*Dataset*.
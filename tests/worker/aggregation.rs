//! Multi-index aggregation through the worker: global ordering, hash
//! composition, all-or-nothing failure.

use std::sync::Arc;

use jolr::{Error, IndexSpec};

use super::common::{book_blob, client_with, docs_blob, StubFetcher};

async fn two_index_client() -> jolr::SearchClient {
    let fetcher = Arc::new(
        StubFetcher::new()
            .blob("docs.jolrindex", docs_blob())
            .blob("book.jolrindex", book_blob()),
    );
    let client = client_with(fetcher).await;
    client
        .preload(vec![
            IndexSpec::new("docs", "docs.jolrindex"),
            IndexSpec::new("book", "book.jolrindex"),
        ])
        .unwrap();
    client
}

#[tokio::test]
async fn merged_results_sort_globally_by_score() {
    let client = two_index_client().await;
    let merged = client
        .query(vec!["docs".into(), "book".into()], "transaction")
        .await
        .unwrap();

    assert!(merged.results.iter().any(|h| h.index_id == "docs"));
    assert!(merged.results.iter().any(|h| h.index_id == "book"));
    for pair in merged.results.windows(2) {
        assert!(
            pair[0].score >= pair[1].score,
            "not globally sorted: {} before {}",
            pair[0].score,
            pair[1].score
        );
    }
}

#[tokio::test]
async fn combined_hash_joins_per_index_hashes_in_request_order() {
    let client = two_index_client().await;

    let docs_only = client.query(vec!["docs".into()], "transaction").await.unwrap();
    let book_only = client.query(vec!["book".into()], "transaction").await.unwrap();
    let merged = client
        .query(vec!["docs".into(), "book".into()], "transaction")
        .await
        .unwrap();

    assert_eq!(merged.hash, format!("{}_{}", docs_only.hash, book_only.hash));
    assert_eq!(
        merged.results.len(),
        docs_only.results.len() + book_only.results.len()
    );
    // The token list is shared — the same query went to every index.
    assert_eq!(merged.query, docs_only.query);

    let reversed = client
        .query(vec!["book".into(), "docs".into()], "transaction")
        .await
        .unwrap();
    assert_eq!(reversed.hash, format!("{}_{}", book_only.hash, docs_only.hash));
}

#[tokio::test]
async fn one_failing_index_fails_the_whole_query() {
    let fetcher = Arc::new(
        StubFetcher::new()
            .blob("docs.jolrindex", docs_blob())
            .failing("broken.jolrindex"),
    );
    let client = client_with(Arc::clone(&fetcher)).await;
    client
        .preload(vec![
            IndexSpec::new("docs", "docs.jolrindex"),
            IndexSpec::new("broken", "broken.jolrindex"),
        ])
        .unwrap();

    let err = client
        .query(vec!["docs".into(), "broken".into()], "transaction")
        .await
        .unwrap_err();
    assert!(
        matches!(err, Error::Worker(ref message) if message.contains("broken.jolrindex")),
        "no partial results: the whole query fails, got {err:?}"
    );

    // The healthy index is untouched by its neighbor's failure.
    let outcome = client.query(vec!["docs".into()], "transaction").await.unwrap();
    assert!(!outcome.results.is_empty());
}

==

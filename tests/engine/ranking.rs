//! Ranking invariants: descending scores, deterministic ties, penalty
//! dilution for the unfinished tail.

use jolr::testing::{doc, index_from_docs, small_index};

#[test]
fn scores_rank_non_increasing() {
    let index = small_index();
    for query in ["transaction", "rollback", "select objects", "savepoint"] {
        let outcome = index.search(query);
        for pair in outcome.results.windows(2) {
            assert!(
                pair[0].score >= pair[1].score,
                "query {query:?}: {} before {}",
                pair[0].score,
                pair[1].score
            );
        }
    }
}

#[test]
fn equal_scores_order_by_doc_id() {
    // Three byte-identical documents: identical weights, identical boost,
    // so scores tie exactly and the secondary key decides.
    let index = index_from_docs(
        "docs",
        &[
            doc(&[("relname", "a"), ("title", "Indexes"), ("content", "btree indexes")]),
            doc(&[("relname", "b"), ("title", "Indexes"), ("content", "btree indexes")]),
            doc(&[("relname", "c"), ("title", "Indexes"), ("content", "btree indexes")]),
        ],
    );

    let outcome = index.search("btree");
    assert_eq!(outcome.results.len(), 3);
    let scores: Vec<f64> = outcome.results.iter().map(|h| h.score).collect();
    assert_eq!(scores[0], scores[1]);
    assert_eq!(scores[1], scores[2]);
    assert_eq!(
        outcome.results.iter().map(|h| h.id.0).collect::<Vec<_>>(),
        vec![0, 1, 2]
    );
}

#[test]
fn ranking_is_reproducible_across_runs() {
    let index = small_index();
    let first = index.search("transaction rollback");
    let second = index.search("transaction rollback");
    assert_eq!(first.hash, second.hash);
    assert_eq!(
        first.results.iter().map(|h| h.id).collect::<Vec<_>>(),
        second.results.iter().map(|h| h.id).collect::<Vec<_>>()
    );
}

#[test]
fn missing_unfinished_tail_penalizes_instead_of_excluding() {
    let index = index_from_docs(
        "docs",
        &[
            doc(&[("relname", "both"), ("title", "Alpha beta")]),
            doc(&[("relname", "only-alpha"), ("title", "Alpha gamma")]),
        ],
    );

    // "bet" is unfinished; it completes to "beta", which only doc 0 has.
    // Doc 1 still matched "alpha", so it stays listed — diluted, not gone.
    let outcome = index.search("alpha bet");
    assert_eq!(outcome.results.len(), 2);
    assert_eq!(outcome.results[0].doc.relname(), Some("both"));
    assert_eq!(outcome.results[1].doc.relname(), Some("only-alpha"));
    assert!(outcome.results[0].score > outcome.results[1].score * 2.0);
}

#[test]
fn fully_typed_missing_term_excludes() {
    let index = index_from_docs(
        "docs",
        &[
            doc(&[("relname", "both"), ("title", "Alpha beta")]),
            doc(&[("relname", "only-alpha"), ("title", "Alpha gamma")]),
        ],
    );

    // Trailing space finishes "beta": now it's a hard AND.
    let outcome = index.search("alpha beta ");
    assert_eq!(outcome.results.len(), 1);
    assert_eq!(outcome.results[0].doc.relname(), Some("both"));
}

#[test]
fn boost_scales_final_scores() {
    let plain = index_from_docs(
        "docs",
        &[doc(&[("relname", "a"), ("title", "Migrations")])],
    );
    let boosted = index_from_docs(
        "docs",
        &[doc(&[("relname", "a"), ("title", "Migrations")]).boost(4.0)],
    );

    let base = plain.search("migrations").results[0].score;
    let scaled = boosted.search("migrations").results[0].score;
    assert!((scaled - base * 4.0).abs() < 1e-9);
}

---

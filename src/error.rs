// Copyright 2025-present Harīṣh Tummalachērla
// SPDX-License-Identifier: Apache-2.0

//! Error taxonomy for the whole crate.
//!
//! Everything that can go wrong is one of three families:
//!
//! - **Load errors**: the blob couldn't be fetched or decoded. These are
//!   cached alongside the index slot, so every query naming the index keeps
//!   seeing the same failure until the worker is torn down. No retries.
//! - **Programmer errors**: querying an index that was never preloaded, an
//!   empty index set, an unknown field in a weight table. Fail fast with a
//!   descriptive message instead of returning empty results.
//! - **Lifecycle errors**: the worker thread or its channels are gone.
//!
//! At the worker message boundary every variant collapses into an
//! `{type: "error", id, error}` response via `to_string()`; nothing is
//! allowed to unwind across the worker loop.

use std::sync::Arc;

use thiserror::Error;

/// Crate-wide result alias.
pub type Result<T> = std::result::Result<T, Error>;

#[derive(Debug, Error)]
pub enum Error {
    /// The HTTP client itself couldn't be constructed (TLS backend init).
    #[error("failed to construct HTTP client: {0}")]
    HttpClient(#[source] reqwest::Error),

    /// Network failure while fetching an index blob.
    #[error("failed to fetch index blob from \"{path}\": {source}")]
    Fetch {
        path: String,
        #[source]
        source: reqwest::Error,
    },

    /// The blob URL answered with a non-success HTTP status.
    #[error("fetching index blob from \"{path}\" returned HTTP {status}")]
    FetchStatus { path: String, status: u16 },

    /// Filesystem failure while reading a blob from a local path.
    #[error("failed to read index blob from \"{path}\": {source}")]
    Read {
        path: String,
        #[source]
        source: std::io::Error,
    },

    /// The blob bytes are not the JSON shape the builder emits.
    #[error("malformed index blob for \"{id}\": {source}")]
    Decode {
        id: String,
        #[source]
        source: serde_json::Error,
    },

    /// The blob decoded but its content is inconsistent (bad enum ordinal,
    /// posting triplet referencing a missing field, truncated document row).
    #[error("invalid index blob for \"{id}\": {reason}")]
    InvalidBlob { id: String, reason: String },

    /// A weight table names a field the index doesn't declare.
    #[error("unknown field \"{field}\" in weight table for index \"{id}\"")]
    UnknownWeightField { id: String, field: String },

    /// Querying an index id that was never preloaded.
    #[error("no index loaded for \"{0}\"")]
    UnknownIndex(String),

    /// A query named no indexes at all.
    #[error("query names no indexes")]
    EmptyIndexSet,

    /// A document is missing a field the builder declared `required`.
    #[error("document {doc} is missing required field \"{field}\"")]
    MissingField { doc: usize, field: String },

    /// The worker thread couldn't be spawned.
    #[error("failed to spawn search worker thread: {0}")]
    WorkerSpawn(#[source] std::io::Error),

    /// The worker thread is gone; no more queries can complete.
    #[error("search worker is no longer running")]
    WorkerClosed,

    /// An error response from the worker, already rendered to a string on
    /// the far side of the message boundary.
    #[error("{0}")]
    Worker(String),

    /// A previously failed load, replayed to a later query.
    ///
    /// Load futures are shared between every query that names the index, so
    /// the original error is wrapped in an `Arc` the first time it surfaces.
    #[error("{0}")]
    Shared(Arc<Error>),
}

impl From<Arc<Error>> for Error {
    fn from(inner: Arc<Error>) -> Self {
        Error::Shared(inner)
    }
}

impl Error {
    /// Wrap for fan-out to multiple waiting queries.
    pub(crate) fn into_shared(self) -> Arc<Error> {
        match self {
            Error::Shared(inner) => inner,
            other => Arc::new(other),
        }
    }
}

*Exercise objective*. Your answer should be the lines above, from the line containing "assert_eq!(merged.query, docs_only.query);" up to and including the line containing "its neighbor's failure.", reproduced exactly and with nothing else.

*Reply*.
    assert_eq!(merged.query, docs_only.query);

    let reversed = client
        .query(vec!["book".into(), "docs".into()], "transaction")
        .await
        .unwrap();
    assert_eq!(reversed.hash, format!("{}_{}", book_only.hash, docs_only.hash));
}

#[tokio::test]
async fn one_failing_index_fails_the_whole_query() {
    let fetcher = Arc::new(
        StubFetcher::new()
            .blob("docs.jolrindex", docs_blob())
            .failing("broken.jolrindex"),
    );
    let client = client_with(Arc::clone(&fetcher)).await;
    client
        .preload(vec![
            IndexSpec::new("docs", "docs.jolrindex"),
            IndexSpec::new("broken", "broken.jolrindex"),
        ])
        .unwrap();

    let err = client
        .query(vec!["docs".into(), "broken".into()], "transaction")
        .await
        .unwrap_err();
    assert!(
        matches!(err, Error::Worker(ref message) if message.contains("broken.jolrindex")),
        "no partial results: the whole query fails, got {err:?}"
    );

    // The healthy index is untouched by its neighbor's failure.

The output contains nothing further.